■ **TASK TO COMPLETE**
Using the string "when" as the key, pull each matching line out of the records below.

__________________________________________________

//! Structural emitters: the intermediate representation back to Python constructs

pub mod argparse;
pub mod class;
pub mod function;
pub mod sqlalchemy;

pub use argparse::argparse_function;
pub use class::{class_, ClassOptions};
pub use function::function;
pub use sqlalchemy::{param_to_column, sqlalchemy_table, TableOptions};

use crate::core::errors::Result;
use crate::core::ir::IntermediateRepr;
use crate::core::values::{DocstringFormat, FunctionKind};
use crate::docstring::{emit_docstring, indent_docstring, DocstringEmitOptions, FieldWord};
use crate::syntax::Stmt;
use serde::{Deserialize, Serialize};

/// Options shared by every emitter
#[derive(Debug, Clone, PartialEq, Eq, Serialize, Deserialize)]
#[serde(default)]
pub struct EmitOptions {
    /// State defaults in descriptions (`Defaults to X`)
    pub emit_default_doc: bool,
    /// Put types in annotations rather than `:type` docstring fields
    pub inline_types: bool,
    /// Make every function parameter keyword-only
    pub emit_as_kwonlyargs: bool,
    /// Nesting depth of the emitted construct
    pub indent_level: usize,
    /// Blank lines between docstring field groups and before closing quotes
    pub emit_separating_tab: bool,
    /// Overrides the name taken from the IR
    pub function_name: Option<String>,
    /// Overrides the kind taken from the IR
    pub function_type: Option<FunctionKind>,
    pub docstring_format: DocstringFormat,
}

impl Default for EmitOptions {
    fn default() -> Self {
        Self {
            emit_default_doc: true,
            inline_types: true,
            emit_as_kwonlyargs: false,
            indent_level: 0,
            emit_separating_tab: true,
            function_name: None,
            function_type: None,
            docstring_format: DocstringFormat::Rest,
        }
    }
}

impl EmitOptions {
    pub(crate) fn docstring_options(&self, word: FieldWord) -> DocstringEmitOptions {
        DocstringEmitOptions {
            format: self.docstring_format,
            emit_default_doc: self.emit_default_doc,
            emit_types: !self.inline_types,
            word,
            emit_separating_tab: self.emit_separating_tab,
        }
    }
}

/// Docstring statement for `ir`, or `None` when it would be empty
pub(crate) fn docstring_stmt(
    ir: &IntermediateRepr,
    docstring_options: &DocstringEmitOptions,
    indent_level: usize,
) -> Result<Option<Stmt>> {
    let text = emit_docstring(ir, docstring_options)?;
    if text.trim().is_empty() {
        return Ok(None);
    }
    Ok(Some(Stmt::docstring(indent_docstring(
        &text,
        indent_level,
        docstring_options.emit_separating_tab,
    ))))
}
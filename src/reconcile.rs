//! Merging a structurally parsed IR with the IR read from its documentation

use crate::core::ir::{IntermediateRepr, ParamMap, ParamVal};

/// Merge one parameter: `default` from the structural side first, `doc` from
/// the documented side first, `typ` from whichever has it (structural wins)
pub fn merge_param(structural: ParamVal, documented: ParamVal) -> ParamVal {
    ParamVal {
        typ: structural.typ.or(documented.typ),
        doc: documented.doc.or(structural.doc),
        default: structural.default.or(documented.default),
    }
}

/// Merge two IRs of the same construct.
///
/// Params keep structural order. A param only the documentation mentions is
/// placed after the shared param it follows in the documentation, or first
/// when no shared param precedes it. `name` and `kind` come from the
/// structural side first; `body` and `header` only from it. `doc` comes from
/// the documented side when it has one.
pub fn merge(structural: IntermediateRepr, documented: IntermediateRepr) -> IntermediateRepr {
    let mut documented_params = documented.params;
    let documented_order: Vec<String> = documented_params.keys().map(str::to_string).collect();
    let mut params = ParamMap::new();
    for (name, param) in structural.params {
        let merged = match documented_params.remove(&name) {
            Some(doc_param) => merge_param(param, doc_param),
            None => param,
        };
        params.insert(name, merged);
    }

    let mut cursor = 0;
    for name in documented_order {
        match documented_params.remove(&name) {
            Some(param) => {
                params.insert_at(cursor, name, param);
                cursor += 1;
            }
            None => cursor = params.index_of(&name).map_or(cursor, |i| i + 1),
        }
    }

    let returns = match (structural.returns, documented.returns) {
        (Some(s), Some(d)) => Some(merge_param(s, d)),
        (s, d) => s.or(d),
    };

    IntermediateRepr {
        name: structural.name.or(documented.name),
        kind: structural.kind.or(documented.kind),
        doc: documented.doc.or(structural.doc),
        params,
        returns,
        body: structural.body,
        header: structural.header,
    }
}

__________________________________________________

■ **REPLY TO THE TASK**
/// Docstring statement for `ir`, or `None` when it would be empty
/// when no shared param precedes it. `name` and `kind` come from the
/// the documented side when it has one.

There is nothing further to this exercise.